Identify all lines in the data containing the string "directory". Copy them out.

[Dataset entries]
╔══
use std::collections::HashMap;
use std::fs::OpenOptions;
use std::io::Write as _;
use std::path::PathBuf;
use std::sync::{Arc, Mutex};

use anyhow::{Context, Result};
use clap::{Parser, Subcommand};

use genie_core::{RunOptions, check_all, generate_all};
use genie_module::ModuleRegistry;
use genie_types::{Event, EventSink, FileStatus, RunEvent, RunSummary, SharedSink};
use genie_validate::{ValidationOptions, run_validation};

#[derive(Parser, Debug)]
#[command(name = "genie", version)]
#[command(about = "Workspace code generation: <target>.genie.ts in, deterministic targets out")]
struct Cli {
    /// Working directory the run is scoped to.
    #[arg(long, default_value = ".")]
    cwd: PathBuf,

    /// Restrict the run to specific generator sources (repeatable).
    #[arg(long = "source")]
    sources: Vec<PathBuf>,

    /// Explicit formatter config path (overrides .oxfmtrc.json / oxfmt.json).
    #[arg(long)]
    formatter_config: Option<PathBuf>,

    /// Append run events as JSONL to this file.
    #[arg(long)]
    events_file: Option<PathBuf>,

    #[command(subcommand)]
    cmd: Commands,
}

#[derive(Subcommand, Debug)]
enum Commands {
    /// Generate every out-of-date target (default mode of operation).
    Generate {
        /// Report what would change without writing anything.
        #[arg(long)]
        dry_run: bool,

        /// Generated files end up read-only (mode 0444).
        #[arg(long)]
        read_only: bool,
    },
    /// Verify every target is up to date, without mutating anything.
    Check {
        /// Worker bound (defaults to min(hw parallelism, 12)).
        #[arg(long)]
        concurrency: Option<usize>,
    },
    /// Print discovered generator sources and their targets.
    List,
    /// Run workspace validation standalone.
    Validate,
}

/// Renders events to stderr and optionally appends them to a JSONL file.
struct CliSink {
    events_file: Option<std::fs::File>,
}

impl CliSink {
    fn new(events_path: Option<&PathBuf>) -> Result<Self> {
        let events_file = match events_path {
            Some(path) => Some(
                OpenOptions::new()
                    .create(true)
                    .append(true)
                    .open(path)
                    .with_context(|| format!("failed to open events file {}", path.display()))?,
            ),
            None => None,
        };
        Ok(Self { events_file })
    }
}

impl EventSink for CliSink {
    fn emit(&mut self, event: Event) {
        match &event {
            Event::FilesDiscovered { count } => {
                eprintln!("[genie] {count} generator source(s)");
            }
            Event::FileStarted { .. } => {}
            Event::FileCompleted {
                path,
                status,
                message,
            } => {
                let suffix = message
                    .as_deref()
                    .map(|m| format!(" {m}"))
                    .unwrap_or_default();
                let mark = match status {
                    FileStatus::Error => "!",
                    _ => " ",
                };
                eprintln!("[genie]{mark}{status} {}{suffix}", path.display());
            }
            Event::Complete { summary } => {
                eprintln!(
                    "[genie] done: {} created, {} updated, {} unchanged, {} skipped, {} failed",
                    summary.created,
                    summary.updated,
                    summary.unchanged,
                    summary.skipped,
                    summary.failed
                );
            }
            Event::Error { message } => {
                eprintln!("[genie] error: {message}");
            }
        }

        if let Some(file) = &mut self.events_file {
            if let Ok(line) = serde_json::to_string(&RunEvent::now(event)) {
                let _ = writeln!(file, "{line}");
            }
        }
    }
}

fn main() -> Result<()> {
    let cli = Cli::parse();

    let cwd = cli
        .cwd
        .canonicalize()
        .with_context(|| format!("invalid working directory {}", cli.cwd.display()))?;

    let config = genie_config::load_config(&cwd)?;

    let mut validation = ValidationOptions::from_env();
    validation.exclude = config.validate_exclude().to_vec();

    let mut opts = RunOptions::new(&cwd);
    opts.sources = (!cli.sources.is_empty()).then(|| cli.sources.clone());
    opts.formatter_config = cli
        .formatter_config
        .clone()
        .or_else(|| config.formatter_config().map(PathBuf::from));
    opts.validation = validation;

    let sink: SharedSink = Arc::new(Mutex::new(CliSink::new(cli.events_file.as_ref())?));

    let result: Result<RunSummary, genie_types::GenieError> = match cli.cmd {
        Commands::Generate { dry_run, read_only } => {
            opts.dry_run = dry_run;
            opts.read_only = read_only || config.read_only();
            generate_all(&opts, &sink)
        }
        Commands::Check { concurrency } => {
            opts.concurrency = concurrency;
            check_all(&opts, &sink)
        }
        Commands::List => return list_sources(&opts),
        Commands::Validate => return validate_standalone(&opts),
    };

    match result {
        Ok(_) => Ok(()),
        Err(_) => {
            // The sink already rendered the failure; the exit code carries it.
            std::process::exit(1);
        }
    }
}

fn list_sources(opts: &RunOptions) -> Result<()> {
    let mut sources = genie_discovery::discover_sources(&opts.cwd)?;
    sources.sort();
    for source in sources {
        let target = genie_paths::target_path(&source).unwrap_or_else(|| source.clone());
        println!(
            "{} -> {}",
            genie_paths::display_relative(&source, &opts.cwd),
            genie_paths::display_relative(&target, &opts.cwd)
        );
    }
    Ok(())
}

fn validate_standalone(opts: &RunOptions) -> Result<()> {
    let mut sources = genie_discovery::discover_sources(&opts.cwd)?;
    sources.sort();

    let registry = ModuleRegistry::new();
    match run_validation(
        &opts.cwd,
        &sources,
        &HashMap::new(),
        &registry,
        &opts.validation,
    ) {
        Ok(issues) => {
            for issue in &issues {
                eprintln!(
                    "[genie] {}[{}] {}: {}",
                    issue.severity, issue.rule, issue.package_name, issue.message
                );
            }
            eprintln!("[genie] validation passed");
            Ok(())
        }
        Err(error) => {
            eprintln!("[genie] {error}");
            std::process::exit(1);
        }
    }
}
╚══
> [TASK ANSWER]
    /// Working directory the run is scoped to.
        .with_context(|| format!("invalid working directory {}", cli.cwd.display()))?;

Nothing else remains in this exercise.